■ **TASK PROMPT**:
Track down every line below that holds "site" and copy it.

■ **Extracted records**:
■ ■ ■

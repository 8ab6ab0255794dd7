//! Calendar options: the raw partial layer callers and config files supply,
//! and the validated record the engine reads.
//!
//! Resolution merges three layers, lowest precedence first: built-in
//! defaults, the process-wide defaults installed with
//! [`set_default_options`], and the call-site [`PartialOptions`].

use std::collections::BTreeSet;
use std::sync::OnceLock;

use serde::{Deserialize, Serialize};
use tracing::{debug, trace};

use crate::error::OptionsError;
use crate::format;
use crate::instant::Instant;

pub const DEFAULT_STEP: u32 = 12;
pub const DEFAULT_DATE_FORMAT: &str = "YYYY-MM-DD";
pub const DEFAULT_MONTH_FORMAT: &str = "MMM YYYY";
pub const DEFAULT_YEAR_FORMAT: &str = "YYYY";
pub const DEFAULT_COLOR: &str = "primary";
pub const DEFAULT_TITLE: &str = "CALENDAR";
pub const DEFAULT_CLOSE_LABEL: &str = "CANCEL";
pub const DEFAULT_DONE_LABEL: &str = "DONE";
pub const DEFAULT_WEEKDAY_LABELS: [&str; 7] = ["S", "M", "T", "W", "T", "F", "S"];

static DEFAULT_OPTIONS: OnceLock<PartialOptions> = OnceLock::new();

#[derive(Debug, Clone, Copy, PartialEq, Eq, Default, Serialize, Deserialize)]
#[serde(rename_all = "lowercase")]
pub enum PickMode {
    #[default]
    Single,
    Range,
    Multi,
}

impl PickMode {
    pub fn as_key(self) -> &'static str {
        match self {
            Self::Single => "single",
            Self::Range => "range",
            Self::Multi => "multi",
        }
    }

    pub fn from_key(raw: &str) -> Option<Self> {
        match raw.trim().to_ascii_lowercase().as_str() {
            "single" => Some(Self::Single),
            "range" => Some(Self::Range),
            "multi" => Some(Self::Multi),
            _ => None,
        }
    }
}

#[derive(Debug, Clone, Copy, PartialEq, Eq, Default, Serialize, Deserialize)]
#[serde(rename_all = "lowercase")]
pub enum DisplayMode {
    #[default]
    Month,
    Week,
}

impl DisplayMode {
    pub fn as_key(self) -> &'static str {
        match self {
            Self::Month => "month",
            Self::Week => "week",
        }
    }

    pub fn from_key(raw: &str) -> Option<Self> {
        match raw.trim().to_ascii_lowercase().as_str() {
            "month" => Some(Self::Month),
            "week" => Some(Self::Week),
            _ => None,
        }
    }
}

/// First column of the grid.
#[derive(Debug, Clone, Copy, PartialEq, Eq, Default, Serialize, Deserialize)]
#[serde(rename_all = "lowercase")]
pub enum WeekStart {
    #[default]
    Sunday,
    Monday,
}

impl WeekStart {
    /// Weekday number of the first column, 0 = Sunday.
    pub fn index(self) -> u32 {
        match self {
            Self::Sunday => 0,
            Self::Monday => 1,
        }
    }

    pub fn from_index(raw: i64) -> Option<Self> {
        match raw {
            0 => Some(Self::Sunday),
            1 => Some(Self::Monday),
            _ => None,
        }
    }
}

/// Representation handed back for a selected date.
#[derive(Debug, Clone, Copy, PartialEq, Eq, Default, Serialize, Deserialize)]
#[serde(rename_all = "kebab-case")]
pub enum OutputType {
    /// Text rendered with the date format.
    #[default]
    String,
    /// A zoned date-time value.
    JsDate,
    /// Raw milliseconds.
    Time,
    /// Field-decomposed object.
    Object,
}

impl OutputType {
    pub fn as_key(self) -> &'static str {
        match self {
            Self::String => "string",
            Self::JsDate => "js-date",
            Self::Time => "time",
            Self::Object => "object",
        }
    }

    pub fn from_key(raw: &str) -> Option<Self> {
        match raw.trim().to_ascii_lowercase().as_str() {
            "string" => Some(Self::String),
            "js-date" | "date" => Some(Self::JsDate),
            "time" => Some(Self::Time),
            "object" => Some(Self::Object),
            _ => None,
        }
    }
}

/// A date as supplied by a caller: epoch milliseconds or text in the date
/// format (ISO 8601 is always accepted too).
#[derive(Debug, Clone, PartialEq, Eq, Serialize, Deserialize)]
#[serde(untagged)]
pub enum DateInput {
    Millis(i64),
    Text(String),
}

impl From<Instant> for DateInput {
    fn from(value: Instant) -> Self {
        Self::Millis(value.millis())
    }
}

#[derive(Debug, Clone, PartialEq, Eq, Serialize, Deserialize)]
pub struct PartialDayConfig {
    pub date: DateInput,
    #[serde(default)]
    pub disable: Option<bool>,
    #[serde(default)]
    pub title: Option<String>,
    #[serde(default)]
    pub subtitle: Option<String>,
    #[serde(default)]
    pub marked: Option<bool>,
    #[serde(default)]
    pub css_class: Option<String>,
}

#[derive(Debug, Clone, Default, PartialEq, Eq, Serialize, Deserialize)]
pub struct PartialDateRange {
    #[serde(default)]
    pub from: Option<DateInput>,
    #[serde(default)]
    pub to: Option<DateInput>,
}

/// Caller-supplied options; every field is optional and enum-like values are
/// kept raw until [`resolve_options`] validates them.
#[derive(Debug, Clone, Default, PartialEq, Eq, Serialize, Deserialize)]
#[serde(default)]
pub struct PartialOptions {
    pub id: Option<String>,
    pub from: Option<DateInput>,
    pub to: Option<DateInput>,
    pub pick_mode: Option<String>,
    pub can_backwards_selected: Option<bool>,
    pub disable_weeks: Option<Vec<i64>>,
    pub days_config: Option<Vec<PartialDayConfig>>,
    pub week_start: Option<i64>,
    pub show_adjacent_month_day: Option<bool>,
    pub display_mode: Option<String>,
    pub weeks: Option<i64>,
    pub continuous: Option<bool>,
    pub step: Option<i64>,
    pub default_title: Option<String>,
    pub default_subtitle: Option<String>,
    pub month_format: Option<String>,
    pub year_format: Option<String>,
    pub date_format: Option<String>,
    pub output_type: Option<String>,
    pub color: Option<String>,
    pub css_class: Option<String>,
    pub title: Option<String>,
    pub close_label: Option<String>,
    pub done_label: Option<String>,
    pub clear_label: Option<String>,
    pub close_icon: Option<bool>,
    pub done_icon: Option<bool>,
    pub auto_done: Option<bool>,
    pub is_save_history: Option<bool>,
    pub show_year_picker: Option<bool>,
    pub default_end_date_to_start_date: Option<bool>,
    pub weekdays: Option<Vec<String>>,
    pub default_scroll_to: Option<DateInput>,
    pub default_date: Option<DateInput>,
    pub default_dates: Option<Vec<DateInput>>,
    pub default_date_range: Option<PartialDateRange>,
}

fn pick<T: Clone>(top: &Option<T>, base: &Option<T>) -> Option<T> {
    top.clone().or_else(|| base.clone())
}

impl PartialOptions {
    /// Field-wise merge: values set on `self` win over `base`.
    ///
    /// The pre-existing selection and the scroll target belong to one call
    /// site and never come from `base`.
    pub fn layered_over(&self, base: &PartialOptions) -> PartialOptions {
        PartialOptions {
            id: pick(&self.id, &base.id),
            from: pick(&self.from, &base.from),
            to: pick(&self.to, &base.to),
            pick_mode: pick(&self.pick_mode, &base.pick_mode),
            can_backwards_selected: pick(
                &self.can_backwards_selected,
                &base.can_backwards_selected,
            ),
            disable_weeks: pick(&self.disable_weeks, &base.disable_weeks),
            days_config: pick(&self.days_config, &base.days_config),
            week_start: pick(&self.week_start, &base.week_start),
            show_adjacent_month_day: pick(
                &self.show_adjacent_month_day,
                &base.show_adjacent_month_day,
            ),
            display_mode: pick(&self.display_mode, &base.display_mode),
            weeks: pick(&self.weeks, &base.weeks),
            continuous: pick(&self.continuous, &base.continuous),
            step: pick(&self.step, &base.step),
            default_title: pick(&self.default_title, &base.default_title),
            default_subtitle: pick(&self.default_subtitle, &base.default_subtitle),
            month_format: pick(&self.month_format, &base.month_format),
            year_format: pick(&self.year_format, &base.year_format),
            date_format: pick(&self.date_format, &base.date_format),
            output_type: pick(&self.output_type, &base.output_type),
            color: pick(&self.color, &base.color),
            css_class: pick(&self.css_class, &base.css_class),
            title: pick(&self.title, &base.title),
            close_label: pick(&self.close_label, &base.close_label),
            done_label: pick(&self.done_label, &base.done_label),
            clear_label: pick(&self.clear_label, &base.clear_label),
            close_icon: pick(&self.close_icon, &base.close_icon),
            done_icon: pick(&self.done_icon, &base.done_icon),
            auto_done: pick(&self.auto_done, &base.auto_done),
            is_save_history: pick(&self.is_save_history, &base.is_save_history),
            show_year_picker: pick(&self.show_year_picker, &base.show_year_picker),
            default_end_date_to_start_date: pick(
                &self.default_end_date_to_start_date,
                &base.default_end_date_to_start_date,
            ),
            weekdays: pick(&self.weekdays, &base.weekdays),
            default_scroll_to: self.default_scroll_to.clone(),
            default_date: self.default_date.clone(),
            default_dates: self.default_dates.clone(),
            default_date_range: self.default_date_range.clone(),
        }
    }
}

■ ■ ■

■ **TASK RESPONSE**:
//! [`set_default_options`], and the call-site [`PartialOptions`].
    /// site and never come from `base`.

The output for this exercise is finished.